_Exercise objective_
Reproduce the first line of the entries that follow and each later line, word for word, ending with the one containing "use std::fs::File;".

_Provided material_
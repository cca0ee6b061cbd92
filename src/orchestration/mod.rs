// Tue Jan 13 2026 - Alex

pub mod scheduler;

pub use scheduler::{BatchExecutor, BatchFailure, BatchInput, BatchOutcome};
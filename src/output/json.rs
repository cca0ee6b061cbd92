// Tue Jan 13 2026 - Alex

use crate::output::{BatchReport, StructReport};
use crate::structure::{LayoutError, LayoutIssue, SerializableLayout};
use serde::Serialize;
use std::fs::File;
use std::io::{BufWriter, Write};
use std::path::Path;

#[derive(Debug, Serialize)]
struct JsonReport<'a> {
    source: &'a str,
    abi: &'a str,
    total_saved: u64,
    structs: Vec<JsonStruct<'a>>,
    issues: &'a [LayoutIssue],
}

#[derive(Debug, Serialize)]
struct JsonStruct<'a> {
    name: &'a str,
    before_size: u64,
    after_size: u64,
    saved: u64,
    align: u64,
    needs_fix: bool,
    #[serde(skip_serializing_if = "Option::is_none")]
    before: Option<SerializableLayout>,
    after: SerializableLayout,
}

impl<'a> JsonStruct<'a> {
    fn new(report: &'a StructReport, include_before: bool) -> Self {
        Self {
            name: report.name(),
            before_size: report.before_size(),
            after_size: report.after_size(),
            saved: report.saved(),
            align: report.align().as_u64(),
            needs_fix: report.needs_fix(),
            before: include_before.then(|| SerializableLayout::from(report.before())),
            after: SerializableLayout::from(report.after()),
        }
    }
}

pub struct JsonSerializer {
    pretty_print: bool,
    include_before: bool,
    only_fixable: bool,
}

impl JsonSerializer {
    pub fn new() -> Self {
        Self {
            pretty_print: true,
            include_before: false,
            only_fixable: false,
        }
    }

    pub fn with_pretty_print(mut self, pretty: bool) -> Self {
        self.pretty_print = pretty;
        self
    }

    pub fn with_before(mut self, include: bool) -> Self {
        self.include_before = include;
        self
    }

    pub fn with_only_fixable(mut self, only: bool) -> Self {
        self.only_fixable = only;
        self
    }

    fn build<'a>(&self, report: &'a BatchReport) -> JsonReport<'a> {
        JsonReport {
            source: report.source(),
            abi: report.abi(),
            total_saved: report.total_saved(),
            structs: report
                .structs()
                .iter()
                .filter(|s| !self.only_fixable || s.needs_fix())
                .map(|s| JsonStruct::new(s, self.include_before))
                .collect(),
            issues: report.issues(),
        }
    }

    pub fn serialize(&self, report: &BatchReport) -> Result<String, LayoutError> {
        let value = self.build(report);
        let text = if self.pretty_print {
            serde_json::to_string_pretty(&value)?
        } else {
            serde_json::to_string(&value)?
        };
        Ok(text)
    }

    /// Serializes several batches as one JSON array.
    pub fn serialize_all(&self, reports: &[BatchReport]) -> Result<String, LayoutError> {
        let values: Vec<JsonReport> = reports.iter().map(|r| self.build(r)).collect();
        let text = if self.pretty_print {
            serde_json::to_string_pretty(&values)?
        } else {
            serde_json::to_string(&values)?
        };
        Ok(text)
    }

    pub fn serialize_to_file<P: AsRef<Path>>(&self, reports: &[BatchReport], path: P) -> Result<(), LayoutError> {
        let json_str = self.serialize_all(reports)?;
        let file = File::create(path.as_ref())?;
        let mut writer = BufWriter::new(file);
        writer.write_all(json_str.as_bytes())?;
        writer.flush()?;
        Ok(())
    }
}

impl Default for JsonSerializer {
    fn default() -> Self {
        Self::new()
    }
}
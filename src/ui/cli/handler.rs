// Wed Jan 15 2026 - Alex

use super::args::{AbiArgs, AnalyzeArgs, Args, Command};
use crate::config::Config;
use crate::orchestration::{BatchExecutor, BatchOutcome};
use crate::output::{BatchReport, JsonSerializer, ReportFormat, ReportGenerator};
use crate::structure::{AbiTable, LayoutEngine};
use crate::ui::progress::ProgressManager;
use crate::ui::{print_error, print_warning};
use crate::utils::{pluralize, LoggingUtils};
use colored::Colorize;

/// Exit status when every document was processed and nothing needs attention.
pub const EXIT_OK: i32 = 0;
/// Exit status when some document could not be processed.
pub const EXIT_FAILURE: i32 = 1;
/// Exit status of `analyze --check` when some struct can shrink.
pub const EXIT_FIXABLE: i32 = 2;

pub struct CommandHandler {
    quiet: bool,
    use_color: bool,
}

impl CommandHandler {
    pub fn new() -> Self {
        Self {
            quiet: false,
            use_color: true,
        }
    }

    /// Runs one command and returns the process exit status.
    pub fn execute(&mut self, args: Args) -> anyhow::Result<i32> {
        self.quiet = args.quiet;
        self.use_color = !args.no_color;
        if args.no_color {
            colored::control::set_override(false);
        }
        LoggingUtils::init_logger(LoggingUtils::level_from_str(&args.log_level), self.use_color);

        match args.command {
            Command::Analyze(analyze_args) => self.handle_analyze(analyze_args),
            Command::Abi(abi_args) => self.handle_abi(abi_args),
        }
    }

    fn load_config(&self, args: &AnalyzeArgs) -> anyhow::Result<Config> {
        let mut config = match &args.config {
            Some(path) => Config::from_file(path)?,
            None => Config::default(),
        };
        if let Some(abi) = &args.abi {
            config = config.with_abi(AbiTable::load(abi)?);
        }
        if let Some(threads) = args.threads {
            config = config.with_max_threads(threads);
        }
        config.only_fixable |= args.only_fixable;
        config.show_layout |= args.layout;
        config.json_output |= args.json;
        config.enable_progress_bars &= !self.quiet && args.files.len() > 1;
        config.validate()?;
        Ok(config)
    }

    fn handle_analyze(&self, args: AnalyzeArgs) -> anyhow::Result<i32> {
        args.validate().map_err(|e| anyhow::anyhow!(e))?;
        let config = self.load_config(&args)?;
        log::info!(
            "Analyzing {} with ABI {} on {} threads",
            pluralize(args.files.len(), "document", "documents"),
            config.abi.name,
            config.max_threads
        );

        let executor = BatchExecutor::new(LayoutEngine::new(config.abi.clone()), config.max_threads);
        let progress = ProgressManager::new()
            .with_enabled(config.enable_progress_bars)
            .documents(args.files.len() as u64);
        let outcomes = executor.execute_files(&args.files, Some(&progress));
        progress.finish_and_clear();

        let (reports, failures) = self.split(outcomes);

        if config.json_output {
            let serializer = JsonSerializer::new()
                .with_pretty_print(config.pretty_json)
                .with_before(config.show_layout)
                .with_only_fixable(config.only_fixable);
            match &args.output {
                Some(path) => {
                    serializer.serialize_to_file(&reports, path)?;
                    if !self.quiet {
                        println!("{}", format!("Report written to: {}", path.display()).green());
                    }
                }
                None => println!("{}", serializer.serialize_all(&reports)?),
            }
        } else if !self.quiet {
            let format = if args.markdown {
                ReportFormat::Markdown
            } else {
                ReportFormat::Text
            };
            let generator = ReportGenerator::new(format)
                .with_color(self.use_color)
                .with_layout(config.show_layout)
                .with_only_fixable(config.only_fixable);
            for report in &reports {
                print!("{}", generator.generate(report));
            }
        }

        let fixable: usize = reports.iter().map(BatchReport::fixable_count).sum();
        if failures > 0 {
            return Ok(EXIT_FAILURE);
        }
        if args.check && fixable > 0 {
            log::info!("{} can shrink", pluralize(fixable, "struct", "structs"));
            return Ok(EXIT_FIXABLE);
        }
        Ok(EXIT_OK)
    }

    fn split(&self, outcomes: Vec<BatchOutcome>) -> (Vec<BatchReport>, usize) {
        let mut reports = Vec::with_capacity(outcomes.len());
        let mut failures = 0;
        for outcome in outcomes {
            match outcome {
                Ok(report) => {
                    for issue in report.issues() {
                        log::warn!("{}: {}", report.source(), issue);
                    }
                    reports.push(report);
                }
                Err(failure) => {
                    failures += 1;
                    print_error(&format!("{}: {}", failure.source, failure.error));
                }
            }
        }
        if failures > 0 && !reports.is_empty() {
            print_warning(&format!(
                "{} failed, {} processed",
                pluralize(failures, "document", "documents"),
                reports.len()
            ));
        }
        (reports, failures)
    }

    fn handle_abi(&self, args: AbiArgs) -> anyhow::Result<i32> {
        let table = AbiTable::load(&args.abi)?;
        println!("{}", serde_json::to_string_pretty(&table)?);
        Ok(EXIT_OK)
    }
}

impl Default for CommandHandler {
    fn default() -> Self {
        Self::new()
    }
}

_Result below_
repository cca0ee6b061cbd92
filename src/orchestration/mod.rs
// Tue Jan 13 2026 - Alex

pub mod scheduler;

pub use scheduler::{BatchExecutor, BatchFailure, BatchInput, BatchOutcome};
filename src/output/json.rs
repository cca0ee6b061cbd92
// Tue Jan 13 2026 - Alex

use crate::output::{BatchReport, StructReport};
use crate::structure::{LayoutError, LayoutIssue, SerializableLayout};
use serde::Serialize;
use std::fs::File;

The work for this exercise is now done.